François-Marie Luca - (Dé)visages

François-Marie Luca – (Dé)visages

Face(s) Book

 

Artiste natif — et inventif — de Marseille, François-Marie Luca signe une énième collection de visages, tous plus enchanteurs les uns que les autres. Son exposition intitulée (Dé)visage met en beauté une bonne vingtaine d’œuvres rythmées par d’honnêtes coups de pinceaux. Des tableaux intentionnellement défigurés, qui nous font de l’œil… ou nous laissent carrément bouche bée.

 

C’est au cœur d’une charmante galerie située Cours Estienne d’Orves, où les tommettes viennent mordorer les murs immaculés, que François-Marie Lucas a pris ses quartiers.
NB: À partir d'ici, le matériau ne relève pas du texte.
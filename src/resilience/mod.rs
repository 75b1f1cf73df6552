//! Resilience subsystem.
//!
//! # Data Flow
//! ```text
//! Outbound call (proxy exchange, source fetch):
//!     → timeouts.rs (enforce deadline, cancel on expiry)
//!     → caller maps Elapsed/Inner to its own error
//! ```
//!
//! # Design Decisions
//! - Timeouts are non-negotiable; every external call has a deadline
//! - No automatic retries: a proxy failure is reported, a source miss falls
//!   through to the next source

pub mod timeouts;

pub use timeouts::{with_timeout, TimeoutError};
use std::sync::Arc;
use std::time::Instant;

use glam::Vec2;
use winit::application::ApplicationHandler;
use winit::event::{ElementState, WindowEvent};
use winit::event_loop::{ActiveEventLoop, ControlFlow, EventLoop};
use winit::keyboard::KeyCode;
use winit::window::{Window, WindowAttributes, WindowId};

use crate::config::AppConfig;
use crate::globe::Globe;
use crate::gpu::{GpuContext, GpuError};
use crate::input::Input;
use crate::loader::ThreadedTextureLoader;
use crate::orbit_camera::OrbitControls;
use crate::renderer::SceneRenderer;
use crate::scene::Flow;

/// Errors that stop the app before or while it runs.
#[derive(Debug, thiserror::Error)]
pub enum AppError {
    #[error("event loop error: {0}")]
    EventLoop(#[from] winit::error::EventLoopError),
    #[error("failed to create the window: {0}")]
    Window(#[from] winit::error::OsError),
    #[error(transparent)]
    Gpu(#[from] GpuError),
}

/// Open the window and run the globe until it is closed.
///
/// Keys: `E` plays the explore transition, `C` the create transition and
/// `Escape` quits. Dragging with any mouse button recolors the globe; the
/// left button also orbits the camera.
pub fn run(config: AppConfig) -> Result<(), AppError> {
    let event_loop = EventLoop::new()?;
    event_loop.set_control_flow(ControlFlow::Poll);

    let mut app = TerrasphereApp::Pending { config };
    event_loop.run_app(&mut app)?;
    match app {
        TerrasphereApp::Failed(e) => Err(e),
        _ => Ok(()),
    }
}

enum TerrasphereApp {
    Pending {
        config: AppConfig,
    },
    Running {
        window: Arc<Window>,
        gpu: GpuContext,
        renderer: SceneRenderer,
        globe: Globe<ThreadedTextureLoader>,
        orbit: OrbitControls,
        input: Input,
        start_time: Instant,
        last_frame: Instant,
    },
    /// Startup failed; the error is returned from [`run`].
    Failed(AppError),
}

impl ApplicationHandler for TerrasphereApp {
    fn resumed(&mut self, event_loop: &ActiveEventLoop) {
        let TerrasphereApp::Pending { config } = self else {
            return;
        };

        let window_attrs = WindowAttributes::default()
            .with_title(&config.title)
            .with_inner_size(winit::dpi::LogicalSize::new(config.width, config.height));

        let started = event_loop
            .create_window(window_attrs)
            .map_err(AppError::from)
            .and_then(|window| {
                let window = Arc::new(window);
                let gpu = GpuContext::new(window.clone())?;
                Ok((window, gpu))
            });
        let (window, gpu) = match started {
            Ok(started) => started,
            Err(e) => {
                *self = TerrasphereApp::Failed(e);
                event_loop.exit();
                return;
            }
        };

        let renderer = SceneRenderer::new(&gpu);
        let mut orbit = OrbitControls::new().damping(config.damping);
        if config.auto_rotate_speed != 0.0 {
            orbit = orbit.auto_rotate(config.auto_rotate_speed);
        }
        let globe = Globe::new(
            config.clone(),
            ThreadedTextureLoader::new(),
            gpu.width(),
            gpu.height(),
        );
        log::info!("Press E to explore, C to create, Escape to quit");

        window.request_redraw();
        *self = TerrasphereApp::Running {
            window,
            gpu,
            renderer,
            globe,
            orbit,
            input: Input::new(),
            start_time: Instant::now(),
            last_frame: Instant::now(),
        };
    }

    fn window_event(&mut self, event_loop: &ActiveEventLoop, _id: WindowId, event: WindowEvent) {
        let TerrasphereApp::Running {
            window,
            gpu,
            renderer,
            globe,
            orbit,
            input,
            start_time,
            last_frame,
        } = self
        else {
            return;
        };

        input.handle_event(&event);

        match event {
            WindowEvent::CloseRequested => {
                event_loop.exit();
            }
            WindowEvent::Resized(size) => {
                gpu.resize(size.width, size.height);
                globe.resize(size.width, size.height);
            }
            WindowEvent::MouseInput { state, .. } => match state {
                ElementState::Pressed => globe.pointer_down(),
                ElementState::Released if !input.any_mouse_down() => globe.pointer_up(),
                ElementState::Released => {}
            },
            WindowEvent::Focused(false) => globe.pointer_up(),
            WindowEvent::CursorMoved { position, .. } => {
                globe.pointer_moved(Vec2::new(position.x as f32, position.y as f32));
            }
            WindowEvent::RedrawRequested => {
                let now = Instant::now();
                let time = start_time.elapsed().as_secs_f32();
                let dt = now.duration_since(*last_frame).as_secs_f32();
                *last_frame = now;

                if input.key_pressed(KeyCode::Escape) {
                    event_loop.exit();
                    return;
                }
                if input.key_pressed(KeyCode::KeyE) {
                    globe.trigger(Flow::Explore);
                }
                if input.key_pressed(KeyCode::KeyC) {
                    globe.trigger(Flow::Create);
                }

                orbit.update(
                    globe.camera_mut(),
                    input,
                    dt,
                    gpu.height() as f32,
                );
                globe.update(time);

                match renderer.render(gpu, globe.scene()) {
                    Ok(()) => {}
                    Err(wgpu::SurfaceError::Lost | wgpu::SurfaceError::Outdated) => {
                        gpu.reconfigure();
                    }
                    Err(wgpu::SurfaceError::OutOfMemory) => {
                        log::error!("GPU out of memory, exiting");
                        event_loop.exit();
                        return;
                    }
                    Err(e) => log::warn!("Skipping frame: {}", e),
                }

                input.begin_frame();
                window.request_redraw();
            }
            _ => {}
        }
    }
}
Bercés par la soufflerie estivale d’un ventilateur disposé pour l’occasion, les visiteurs y déambulent de tableau en tableau, de contours en traits, de flou en netteté.

Mais que découvre-t-on lorsque l’on s’approche à notre tour ? Des visages déstructurés mais qui n’ont ici d’autre choix que d’être scrutés. Des visages analysés mais qui donnent la sensation que nous sommes, nous aussi, dans le viseur. Leurs couleurs vives, criantes, leur géométrie tantôt grossière, tantôt aérienne sont autant d’atouts pour nous infiltrer et nous intimider.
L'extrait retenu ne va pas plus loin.